* Records supplied *

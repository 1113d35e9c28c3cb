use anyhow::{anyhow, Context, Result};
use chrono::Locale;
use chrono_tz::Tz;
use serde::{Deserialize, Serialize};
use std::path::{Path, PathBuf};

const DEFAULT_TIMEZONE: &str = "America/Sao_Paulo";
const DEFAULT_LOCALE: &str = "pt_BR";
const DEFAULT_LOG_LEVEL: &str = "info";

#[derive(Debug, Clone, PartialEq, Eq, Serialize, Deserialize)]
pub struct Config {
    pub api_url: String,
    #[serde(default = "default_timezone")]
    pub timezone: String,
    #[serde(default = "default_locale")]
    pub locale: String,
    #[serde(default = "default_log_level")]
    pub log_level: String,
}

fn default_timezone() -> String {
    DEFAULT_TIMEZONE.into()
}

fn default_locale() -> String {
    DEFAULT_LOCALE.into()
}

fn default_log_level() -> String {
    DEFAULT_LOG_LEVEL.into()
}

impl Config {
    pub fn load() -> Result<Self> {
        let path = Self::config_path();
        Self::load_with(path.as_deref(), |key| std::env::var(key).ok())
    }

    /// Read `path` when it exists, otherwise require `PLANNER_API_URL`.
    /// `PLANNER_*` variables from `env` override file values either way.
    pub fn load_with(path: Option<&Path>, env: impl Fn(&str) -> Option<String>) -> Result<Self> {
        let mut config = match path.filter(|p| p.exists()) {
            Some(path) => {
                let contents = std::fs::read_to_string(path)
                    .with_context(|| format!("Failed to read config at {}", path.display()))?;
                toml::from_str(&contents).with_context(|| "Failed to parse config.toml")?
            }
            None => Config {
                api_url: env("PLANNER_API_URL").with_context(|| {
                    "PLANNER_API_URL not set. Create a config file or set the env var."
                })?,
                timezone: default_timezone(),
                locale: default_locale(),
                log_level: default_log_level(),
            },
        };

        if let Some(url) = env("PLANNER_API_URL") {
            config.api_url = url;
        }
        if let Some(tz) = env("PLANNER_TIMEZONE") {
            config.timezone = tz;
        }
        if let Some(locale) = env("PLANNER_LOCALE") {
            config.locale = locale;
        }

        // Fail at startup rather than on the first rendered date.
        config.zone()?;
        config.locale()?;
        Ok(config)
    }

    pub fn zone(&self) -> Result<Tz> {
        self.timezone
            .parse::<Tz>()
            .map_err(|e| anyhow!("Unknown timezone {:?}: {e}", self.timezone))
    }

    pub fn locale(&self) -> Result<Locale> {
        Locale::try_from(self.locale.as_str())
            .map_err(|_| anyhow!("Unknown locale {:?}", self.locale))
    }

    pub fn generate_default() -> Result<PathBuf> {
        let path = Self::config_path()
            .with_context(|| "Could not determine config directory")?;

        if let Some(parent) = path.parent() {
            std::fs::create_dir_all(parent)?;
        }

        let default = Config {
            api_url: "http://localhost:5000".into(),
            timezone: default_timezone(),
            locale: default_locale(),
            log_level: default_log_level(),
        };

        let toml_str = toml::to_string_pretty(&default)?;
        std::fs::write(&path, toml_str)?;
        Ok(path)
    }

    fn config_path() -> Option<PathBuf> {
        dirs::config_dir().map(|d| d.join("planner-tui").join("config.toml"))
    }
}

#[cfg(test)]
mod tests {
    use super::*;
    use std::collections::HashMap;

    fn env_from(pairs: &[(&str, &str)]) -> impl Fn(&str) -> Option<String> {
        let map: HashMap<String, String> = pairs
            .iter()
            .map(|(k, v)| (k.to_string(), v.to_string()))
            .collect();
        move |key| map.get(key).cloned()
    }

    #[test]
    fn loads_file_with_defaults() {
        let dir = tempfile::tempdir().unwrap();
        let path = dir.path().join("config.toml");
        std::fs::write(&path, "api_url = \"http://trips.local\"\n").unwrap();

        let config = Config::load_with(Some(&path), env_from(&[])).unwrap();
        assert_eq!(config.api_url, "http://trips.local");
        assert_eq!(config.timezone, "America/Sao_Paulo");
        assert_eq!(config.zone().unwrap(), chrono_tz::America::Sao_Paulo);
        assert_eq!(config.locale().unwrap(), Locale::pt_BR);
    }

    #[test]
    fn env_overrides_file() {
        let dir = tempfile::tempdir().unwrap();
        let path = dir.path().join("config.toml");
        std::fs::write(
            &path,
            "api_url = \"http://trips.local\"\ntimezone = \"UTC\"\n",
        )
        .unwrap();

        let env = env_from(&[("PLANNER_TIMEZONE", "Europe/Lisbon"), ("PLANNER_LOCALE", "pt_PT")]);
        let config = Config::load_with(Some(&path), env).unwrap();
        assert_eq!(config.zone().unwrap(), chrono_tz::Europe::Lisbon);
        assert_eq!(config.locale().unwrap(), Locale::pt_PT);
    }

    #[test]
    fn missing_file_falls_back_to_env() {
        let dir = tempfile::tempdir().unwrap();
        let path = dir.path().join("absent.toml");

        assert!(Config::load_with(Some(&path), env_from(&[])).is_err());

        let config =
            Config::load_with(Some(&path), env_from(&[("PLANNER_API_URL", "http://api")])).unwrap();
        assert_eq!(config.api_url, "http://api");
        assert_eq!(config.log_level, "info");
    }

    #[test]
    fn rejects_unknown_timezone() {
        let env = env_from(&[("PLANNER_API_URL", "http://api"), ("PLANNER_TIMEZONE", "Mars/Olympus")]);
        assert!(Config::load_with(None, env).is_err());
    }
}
--
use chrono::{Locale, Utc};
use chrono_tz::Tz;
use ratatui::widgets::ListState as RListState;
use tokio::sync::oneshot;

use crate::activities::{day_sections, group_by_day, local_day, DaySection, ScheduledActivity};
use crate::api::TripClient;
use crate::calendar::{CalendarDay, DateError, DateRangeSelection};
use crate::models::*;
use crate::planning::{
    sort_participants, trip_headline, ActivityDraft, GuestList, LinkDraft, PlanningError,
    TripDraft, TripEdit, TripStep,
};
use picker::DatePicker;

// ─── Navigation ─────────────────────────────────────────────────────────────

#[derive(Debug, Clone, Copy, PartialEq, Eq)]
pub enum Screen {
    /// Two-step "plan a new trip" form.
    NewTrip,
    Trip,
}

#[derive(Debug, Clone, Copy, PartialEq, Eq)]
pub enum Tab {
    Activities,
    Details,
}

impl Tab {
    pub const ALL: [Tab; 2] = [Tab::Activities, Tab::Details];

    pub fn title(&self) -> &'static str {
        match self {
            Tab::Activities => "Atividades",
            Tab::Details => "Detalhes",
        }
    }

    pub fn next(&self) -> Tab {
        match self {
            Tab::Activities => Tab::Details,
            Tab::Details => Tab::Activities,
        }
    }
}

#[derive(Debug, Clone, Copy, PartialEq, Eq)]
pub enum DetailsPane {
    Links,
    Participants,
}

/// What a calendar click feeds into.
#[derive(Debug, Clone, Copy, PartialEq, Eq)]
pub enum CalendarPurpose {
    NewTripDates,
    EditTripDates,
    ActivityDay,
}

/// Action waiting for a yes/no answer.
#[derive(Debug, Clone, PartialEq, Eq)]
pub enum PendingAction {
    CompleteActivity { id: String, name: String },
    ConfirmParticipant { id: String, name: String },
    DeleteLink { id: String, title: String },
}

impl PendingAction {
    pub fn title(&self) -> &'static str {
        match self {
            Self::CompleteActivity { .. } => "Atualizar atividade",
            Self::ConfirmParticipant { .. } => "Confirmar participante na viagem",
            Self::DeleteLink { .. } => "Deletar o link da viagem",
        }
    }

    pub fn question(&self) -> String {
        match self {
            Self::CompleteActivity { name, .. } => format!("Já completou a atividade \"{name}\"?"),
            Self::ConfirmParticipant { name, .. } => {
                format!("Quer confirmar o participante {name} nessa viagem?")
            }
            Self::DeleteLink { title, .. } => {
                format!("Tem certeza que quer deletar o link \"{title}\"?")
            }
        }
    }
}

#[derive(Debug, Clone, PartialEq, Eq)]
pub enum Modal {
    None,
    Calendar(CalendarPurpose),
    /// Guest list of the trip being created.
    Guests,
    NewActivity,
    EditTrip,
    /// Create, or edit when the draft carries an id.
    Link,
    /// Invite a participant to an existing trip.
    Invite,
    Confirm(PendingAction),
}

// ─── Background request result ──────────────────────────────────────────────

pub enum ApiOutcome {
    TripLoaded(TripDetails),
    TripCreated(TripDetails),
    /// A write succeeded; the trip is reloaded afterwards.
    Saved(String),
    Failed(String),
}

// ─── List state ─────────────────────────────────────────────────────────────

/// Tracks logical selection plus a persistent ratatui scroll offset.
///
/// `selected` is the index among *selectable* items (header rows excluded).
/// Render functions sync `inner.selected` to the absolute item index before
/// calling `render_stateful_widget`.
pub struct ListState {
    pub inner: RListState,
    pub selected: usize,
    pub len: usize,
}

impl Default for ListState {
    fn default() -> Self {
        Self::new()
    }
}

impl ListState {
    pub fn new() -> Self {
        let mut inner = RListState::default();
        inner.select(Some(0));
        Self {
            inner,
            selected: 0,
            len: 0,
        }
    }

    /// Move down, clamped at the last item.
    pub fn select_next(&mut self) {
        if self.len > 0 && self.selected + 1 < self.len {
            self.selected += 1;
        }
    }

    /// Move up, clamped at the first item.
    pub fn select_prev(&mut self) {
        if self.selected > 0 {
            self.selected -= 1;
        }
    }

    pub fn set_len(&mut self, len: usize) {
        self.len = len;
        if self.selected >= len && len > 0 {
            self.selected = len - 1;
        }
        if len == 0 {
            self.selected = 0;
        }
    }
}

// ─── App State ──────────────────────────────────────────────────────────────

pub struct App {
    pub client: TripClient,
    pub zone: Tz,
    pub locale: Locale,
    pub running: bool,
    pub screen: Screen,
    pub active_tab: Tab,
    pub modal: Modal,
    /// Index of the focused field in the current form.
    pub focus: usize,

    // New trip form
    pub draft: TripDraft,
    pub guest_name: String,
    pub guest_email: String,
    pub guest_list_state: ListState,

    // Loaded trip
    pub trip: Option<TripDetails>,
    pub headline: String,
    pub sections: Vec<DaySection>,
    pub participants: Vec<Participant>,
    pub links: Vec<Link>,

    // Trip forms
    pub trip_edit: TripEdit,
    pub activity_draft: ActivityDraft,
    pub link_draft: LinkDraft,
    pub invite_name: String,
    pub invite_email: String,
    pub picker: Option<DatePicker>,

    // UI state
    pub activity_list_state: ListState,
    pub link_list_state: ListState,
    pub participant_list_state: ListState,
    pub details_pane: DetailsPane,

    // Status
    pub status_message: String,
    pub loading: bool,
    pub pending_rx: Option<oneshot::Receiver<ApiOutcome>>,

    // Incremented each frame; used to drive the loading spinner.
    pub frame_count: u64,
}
---
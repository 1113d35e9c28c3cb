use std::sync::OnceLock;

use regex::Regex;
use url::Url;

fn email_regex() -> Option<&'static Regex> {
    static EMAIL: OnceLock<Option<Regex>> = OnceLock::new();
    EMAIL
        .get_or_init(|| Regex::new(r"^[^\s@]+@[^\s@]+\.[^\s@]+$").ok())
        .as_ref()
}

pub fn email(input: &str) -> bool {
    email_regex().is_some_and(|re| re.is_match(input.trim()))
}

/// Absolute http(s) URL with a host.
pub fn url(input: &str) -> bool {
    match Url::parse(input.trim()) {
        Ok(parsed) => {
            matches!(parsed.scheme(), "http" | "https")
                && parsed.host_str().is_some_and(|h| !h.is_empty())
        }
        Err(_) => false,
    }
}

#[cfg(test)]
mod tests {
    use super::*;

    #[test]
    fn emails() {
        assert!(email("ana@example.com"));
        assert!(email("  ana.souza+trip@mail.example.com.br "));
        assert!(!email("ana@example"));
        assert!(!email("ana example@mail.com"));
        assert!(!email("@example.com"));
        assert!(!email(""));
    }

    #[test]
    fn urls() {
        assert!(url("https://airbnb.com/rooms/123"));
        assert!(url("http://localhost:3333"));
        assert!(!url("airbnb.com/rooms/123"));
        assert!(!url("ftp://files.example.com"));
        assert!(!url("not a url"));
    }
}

* Assigned task *
Locate the word "Deserialize" in the records above, and return each line that has it.

* Solved exercise *
use serde::{Deserialize, Serialize};
#[derive(Debug, Clone, PartialEq, Eq, Serialize, Deserialize)]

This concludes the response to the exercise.